The Norwegian Data Protection Agency has fined Grindr, the popular dating app for people belonging to the LGTB community, for illegally sharing private data of registered users in the application. The fine amounts to NOK 100 million, approximately € 10 million at the exchange rate . Grindr shares private information with up to 5 third-party advertisers in order to do business through advertising.
The exact location, user tracking code and the name of the app, are some of the private data that is shared. Data that may reveal sexual orientation without the consent of the users . Among the different advertiser companies was MoPub, Twitter’s mobile advertising company. Currently many of the applications we use share data with third parties, but these must be completely anonymous and the user has to express their consent.
A practice that you can put into danger to many users
Tobias Judin , head of the international department of the Norwegian Data Protection Authority, has spoken about this practice. It mentions that they not only violate European privacy rights, but can endanger those users who are using the app in countries where same-sex relationships are an illegal practice.
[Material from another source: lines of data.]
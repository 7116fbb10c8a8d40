//! Messages for the TEA (The Elm Architecture) pattern.
//!
//! Messages are inputs to the update function - they come from external sources
//! like keyboard events or the shell actor.

use crossterm::event::KeyEvent;

use crate::shell::{InputMode, Line};

/// Input messages to the update function.
#[derive(Debug)]
pub enum Message {
    // Keyboard/terminal events
    Key(KeyEvent),
    Resize(u16, u16),

    // From the shell actor
    TranscriptUpdated(Vec<Line>),
    ModeChanged(InputMode),
}
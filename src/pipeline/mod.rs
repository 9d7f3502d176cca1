pub mod analyze;
pub mod assemble;
pub mod convert;
pub mod fetch;
pub mod orchestrator;
pub mod send;
pub mod synthesize;
use async_openai::{
    Client,
    config::OpenAIConfig,
    types::chat::{
        ChatCompletionRequestMessage, ChatCompletionRequestSystemMessage,
        ChatCompletionRequestSystemMessageContent, ChatCompletionRequestUserMessage,
        ChatCompletionRequestUserMessageContent, CreateChatCompletionRequest,
    },
};

use super::{GenerateRequest, GenerateResponse, Provider};

/// Chat-completion provider for a local OpenAI-compatible endpoint
/// (LM Studio, llama.cpp server, Ollama's /v1 shim).
pub struct OpenAIProvider {
    client: Client<OpenAIConfig>,
    provider_name: String,
}

impl OpenAIProvider {
    pub fn new_local(base_url: &str) -> Self {
        let config = OpenAIConfig::new()
            .with_api_key("local")
            .with_api_base(format!("{base_url}/v1"));
        Self {
            client: Client::with_config(config),
            provider_name: "local".to_string(),
        }
    }
}

#[async_trait::async_trait]
impl Provider for OpenAIProvider {
    async fn generate(&self, req: &GenerateRequest) -> anyhow::Result<GenerateResponse> {
        let messages = vec![
            ChatCompletionRequestMessage::System(ChatCompletionRequestSystemMessage {
                content: ChatCompletionRequestSystemMessageContent::Text(req.system.clone()),
                name: None,
            }),
            ChatCompletionRequestMessage::User(ChatCompletionRequestUserMessage {
                content: ChatCompletionRequestUserMessageContent::Text(req.prompt.clone()),
                name: None,
            }),
        ];

        #[allow(deprecated)]
        let request = CreateChatCompletionRequest {
            model: req.model.clone(),
            messages,
            temperature: Some(req.temperature),
            max_completion_tokens: Some(req.max_tokens),
            ..Default::default()
        };

        let response = self.client.chat().create(request).await?;

        let content = response
            .choices
            .first()
            .and_then(|c| c.message.content.clone())
            .unwrap_or_default();

        let finish_reason = response
            .choices
            .first()
            .and_then(|c| c.finish_reason)
            .map(|r| format!("{r:?}").to_lowercase())
            .unwrap_or_default();

        Ok(GenerateResponse {
            content,
            model: response.model,
            finish_reason,
        })
    }

    fn name(&self) -> &str {
        &self.provider_name
    }
}
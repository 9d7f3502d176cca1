use std::io::Read;
use std::time::Duration;

use serde::Deserialize;
use serde_json::json;

use crate::error::{ReportError, ReportResult};

const POLL_INTERVAL: Duration = Duration::from_secs(2);
const MAX_POLLS: u32 = 150;

/// Client for the Qualtrics v3 response-export API.
///
/// The export is a three-step flow: start an export job, poll its progress
/// until complete, then download the resulting ZIP (one CSV inside).
pub struct QualtricsClient {
    http: reqwest::Client,
    api_base: String,
    api_key: String,
}

#[derive(Debug, Deserialize)]
struct ExportStartResponse {
    result: ExportStartResult,
}

#[derive(Debug, Deserialize)]
#[serde(rename_all = "camelCase")]
struct ExportStartResult {
    progress_id: String,
}

#[derive(Debug, Deserialize)]
struct ExportProgressResponse {
    result: ExportProgressResult,
}

#[derive(Debug, Deserialize)]
#[serde(rename_all = "camelCase")]
struct ExportProgressResult {
    status: String,
    file_id: Option<String>,
}

impl QualtricsClient {
    pub fn new(base_url: &str, api_key: &str) -> ReportResult<Self> {
        let http = reqwest::Client::builder()
            .timeout(Duration::from_secs(60))
            .build()
            .map_err(|e| ReportError::Fetch(format!("failed to build HTTP client: {e}")))?;

        // Accept the datacenter host with or without a scheme.
        let host = base_url
            .trim_end_matches('/')
            .trim_start_matches("https://")
            .trim_start_matches("http://");

        Ok(Self {
            http,
            api_base: format!("https://{host}/API/v3"),
            api_key: api_key.to_string(),
        })
    }

    /// Runs the full export flow and returns the raw CSV text.
    pub async fn export_responses(&self, survey_id: &str) -> ReportResult<String> {
        let export_url = format!("{}/surveys/{survey_id}/export-responses", self.api_base);

        tracing::info!(survey_id, "starting response export");
        let start: ExportStartResponse = self
            .post_json(&export_url, &json!({"format": "csv", "useLabels": true}))
            .await?;

        let progress_url = format!("{export_url}/{}", start.result.progress_id);
        let file_id = self.await_export(&progress_url).await?;

        tracing::info!(survey_id, "export complete, downloading file");
        let file_url = format!("{export_url}/{file_id}/file");
        let bytes = self.download(&file_url).await?;

        unzip_first_entry(&bytes)
    }

    async fn await_export(&self, progress_url: &str) -> ReportResult<String> {
        for _ in 0..MAX_POLLS {
            let progress: ExportProgressResponse = self.get_json(progress_url).await?;
            match check_progress(progress.result)? {
                PollVerdict::Ready(file_id) => return Ok(file_id),
                PollVerdict::Wait => tokio::time::sleep(POLL_INTERVAL).await,
            }
        }
        Err(polls_exhausted(MAX_POLLS))
    }

    async fn post_json<T: serde::de::DeserializeOwned>(
        &self,
        url: &str,
        body: &serde_json::Value,
    ) -> ReportResult<T> {
        let response = self
            .http
            .post(url)
            .header("X-API-TOKEN", &self.api_key)
            .json(body)
            .send()
            .await
            .map_err(|e| ReportError::Fetch(format!("request to {url} failed: {e}")))?
            .error_for_status()
            .map_err(|e| ReportError::Fetch(format!("survey platform rejected request: {e}")))?;

        response
            .json()
            .await
            .map_err(|e| ReportError::Fetch(format!("unexpected export response shape: {e}")))
    }

    async fn get_json<T: serde::de::DeserializeOwned>(&self, url: &str) -> ReportResult<T> {
        let response = self
            .http
            .get(url)
            .header("X-API-TOKEN", &self.api_key)
            .send()
            .await
            .map_err(|e| ReportError::Fetch(format!("request to {url} failed: {e}")))?
            .error_for_status()
            .map_err(|e| ReportError::Fetch(format!("survey platform rejected request: {e}")))?;

        response
            .json()
            .await
            .map_err(|e| ReportError::Fetch(format!("unexpected export response shape: {e}")))
    }

    async fn download(&self, url: &str) -> ReportResult<Vec<u8>> {
        let response = self
            .http
            .get(url)
            .header("X-API-TOKEN", &self.api_key)
            .send()
            .await
            .map_err(|e| ReportError::Fetch(format!("download from {url} failed: {e}")))?
            .error_for_status()
            .map_err(|e| ReportError::Fetch(format!("survey platform rejected download: {e}")))?;

        Ok(response
            .bytes()
            .await
            .map_err(|e| ReportError::Fetch(format!("failed to read export body: {e}")))?
            .to_vec())
    }
}

#[derive(Debug)]
enum PollVerdict {
    Ready(String),
    Wait,
}

/// Decides what one progress poll means: done (with a file id), keep
/// waiting, or a terminal export failure.
fn check_progress(result: ExportProgressResult) -> ReportResult<PollVerdict> {
    match result.status.as_str() {
        "complete" => result.file_id.map(PollVerdict::Ready).ok_or_else(|| {
            ReportError::Fetch("export completed without a file id".to_string())
        }),
        "failed" => Err(ReportError::Fetch(
            "survey platform reported the export as failed".to_string(),
        )),
        _ => Ok(PollVerdict::Wait),
    }
}

fn polls_exhausted(max_polls: u32) -> ReportError {
    ReportError::Fetch(format!("export did not complete within {max_polls} polls"))
}

/// Extracts the single CSV from the export ZIP.
fn unzip_first_entry(bytes: &[u8]) -> ReportResult<String> {
    let cursor = std::io::Cursor::new(bytes);
    let mut archive = zip::ZipArchive::new(cursor)
        .map_err(|e| ReportError::Fetch(format!("export was not a valid ZIP archive: {e}")))?;

    if archive.is_empty() {
        return Err(ReportError::Fetch("export ZIP was empty".to_string()));
    }

    let mut entry = archive
        .by_index(0)
        .map_err(|e| ReportError::Fetch(format!("failed to open export ZIP entry: {e}")))?;

    let mut csv_text = String::new();
    entry
        .read_to_string(&mut csv_text)
        .map_err(|e| ReportError::Fetch(format!("failed to read export CSV entry: {e}")))?;

    Ok(csv_text)
}
use std::sync::Arc;
use std::time::{Duration, Instant};

use tracing::Instrument;

use super::{GenerateRequest, GenerateResponse, Provider};

/// Thin wrapper over a single provider. One attempt per call, bounded by
/// `timeout` so an unresponsive endpoint cannot hang the run. No retries
/// and no fallback provider: a failed run is re-invoked by the operator.
pub struct LlmClient {
    pub provider: Arc<dyn Provider>,
    pub timeout: Duration,
}

impl LlmClient {
    pub fn new(provider: Arc<dyn Provider>, timeout: Duration) -> Self {
        Self { provider, timeout }
    }

    pub async fn generate(&self, req: &GenerateRequest) -> anyhow::Result<GenerateResponse> {
        let span = tracing::info_span!(
            "gen_ai.chat",
            gen_ai.provider.name = %self.provider.name(),
            gen_ai.request.model = %req.model,
            gen_ai.request.temperature = req.temperature,
            gen_ai.request.max_tokens = req.max_tokens as i64,
            report.stage = %req.stage,
        );

        let start = Instant::now();
        let result = tokio::time::timeout(self.timeout, self.provider.generate(req))
            .instrument(span)
            .await;

        let elapsed_ms = start.elapsed().as_millis() as u64;

        match result {
            Ok(Ok(resp)) => {
                if resp.content.trim().is_empty() {
                    anyhow::bail!(
                        "model {} returned empty content (finish reason: {})",
                        req.model,
                        if resp.finish_reason.is_empty() {
                            "unknown"
                        } else {
                            resp.finish_reason.as_str()
                        }
                    );
                }
                tracing::info!(
                    stage = %req.stage,
                    model = %resp.model,
                    elapsed_ms,
                    "inference complete"
                );
                Ok(resp)
            }
            Ok(Err(err)) => {
                tracing::warn!(stage = %req.stage, error = %err, "inference failed");
                Err(err)
            }
            Err(_) => {
                tracing::warn!(stage = %req.stage, elapsed_ms, "inference timed out");
                anyhow::bail!(
                    "inference request timed out after {}s",
                    self.timeout.as_secs()
                )
            }
        }
    }
}
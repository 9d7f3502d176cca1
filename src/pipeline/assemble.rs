use chrono::NaiveDateTime;

use super::analyze::{AnalysisSection, SectionOutcome, Theme};
use super::fetch::RawRow;

/// Everything the assembler needs. Assembly is a pure function of these
/// inputs: identical params yield byte-identical markdown.
pub struct AssembleParams<'a> {
    pub title: &'a str,
    pub survey_id: &'a str,
    pub model: &'a str,
    pub generated_at: NaiveDateTime,
    pub executive_summary: Option<&'a str>,
    pub sections: &'a [AnalysisSection],
    pub raw_rows: &'a [RawRow],
    pub question_ids: &'a [String],
    pub id_column: &'a str,
    pub max_appendix_rows: usize,
}

/// Concatenates the report: title, executive summary (or absence note),
/// per-question sections in configured order, capped raw-data appendix,
/// methodology block. Output is pandoc-ready markdown.
pub fn assemble(params: &AssembleParams<'_>) -> String {
    let mut blocks: Vec<String> = vec![format!("# {}", params.title)];

    blocks.push("### Executive Summary".to_string());
    match params.executive_summary {
        Some(summary) => blocks.push(summary.to_string()),
        None => blocks.push(
            "*An executive summary could not be generated for this run.*".to_string(),
        ),
    }
    blocks.push("---".to_string());

    for section in params.sections {
        blocks.push(render_section(section));
    }

    blocks.push("---".to_string());
    blocks.push("### Appendix: Raw Data Sample".to_string());
    blocks.push(render_appendix(
        params.raw_rows,
        params.question_ids,
        params.id_column,
        params.max_appendix_rows,
    ));

    blocks.push("---".to_string());
    blocks.push("### Methodology".to_string());
    blocks.push(format!(
        "- **Report Generated On:** {}\n\
         - **Survey ID:** {}\n\
         - **Analysis Model:** `{}`\n\
         - **Process:** This report was generated by providing all responses for \
         a given question to a language model for a full thematic analysis in a \
         single step.",
        params.generated_at.format("%Y-%m-%d %H:%M:%S"),
        params.survey_id,
        params.model,
    ));

    blocks.join("\n\n")
}

fn render_section(section: &AnalysisSection) -> String {
    let heading = format!("### {}", section.question_text);

    match &section.outcome {
        SectionOutcome::Analyzed {
            narrative,
            themes,
            response_count,
        } => {
            let mut parts = vec![heading, "**Summary of Responses**".to_string(), narrative.clone()];
            if !themes.is_empty() {
                parts.push("**Thematic Table**".to_string());
                parts.push(render_theme_table(themes, *response_count));
            }
            parts.join("\n\n")
        }
        SectionOutcome::NoResponses => format!(
            "{heading}\n\n*No responses were submitted for this question.*"
        ),
        SectionOutcome::Failed(reason) => format!(
            "{heading}\n\n*Analysis could not be completed for this question: {}*",
            table_cell(reason)
        ),
    }
}

fn render_theme_table(themes: &[Theme], response_count: usize) -> String {
    let mut table = String::from(
        "| Theme | Description | Illustrative Example | Frequency | Relative Frequency |\n\
         |---|---|---|---|---|",
    );
    for theme in themes {
        table.push_str(&format!(
            "\n| {} | {} | \"{}\" | {} | {}% |",
            table_cell(&theme.name),
            table_cell(&theme.description),
            table_cell(&theme.example),
            theme.frequency,
            relative_frequency(theme.frequency, response_count),
        ));
    }
    table
}

/// Percentage of responses exhibiting a theme, rounded to a whole number.
fn relative_frequency(frequency: u32, response_count: usize) -> u32 {
    if response_count == 0 {
        return 0;
    }
    ((f64::from(frequency) * 100.0) / response_count as f64).round() as u32
}

fn render_appendix(
    raw_rows: &[RawRow],
    question_ids: &[String],
    id_column: &str,
    max_rows: usize,
) -> String {
    if raw_rows.is_empty() {
        return "*No raw responses were collected.*".to_string();
    }

    let shown = raw_rows.len().min(max_rows);
    let mut out = format!(
        "*Showing the first {shown} of {} total responses.*\n\n",
        raw_rows.len()
    );

    out.push_str(&format!("| {id_column} |"));
    for qid in question_ids {
        out.push_str(&format!(" {} |", table_cell(qid)));
    }
    out.push_str("\n|---|");
    for _ in question_ids {
        out.push_str("---|");
    }
    for row in &raw_rows[..shown] {
        out.push_str(&format!("\n| {} |", table_cell(&row.respondent_id)));
        for answer in &row.answers {
            out.push_str(&format!(" {} |", table_cell(answer)));
        }
    }
    out
}

/// Makes free text safe inside a markdown pipe table.
fn table_cell(text: &str) -> String {
    text.replace('|', "\\|").replace(['\n', '\r'], " ")
}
Bill Shafton, vice president of business and legal affairs at Grindr, mentions in a statement to The Verge portal that the company is always alert to the evolution of user data protection laws and that at Grindr constantly improve their policies to ensure the privacy of people who use the application . Shafton hopes to clarify what happened and reach an agreement with the Norwegian Data Protection Authority.
Grindr has until February 15 to explain what happened to the Norwegian Data Protection Authority , as well as the measures that will be taken from now on.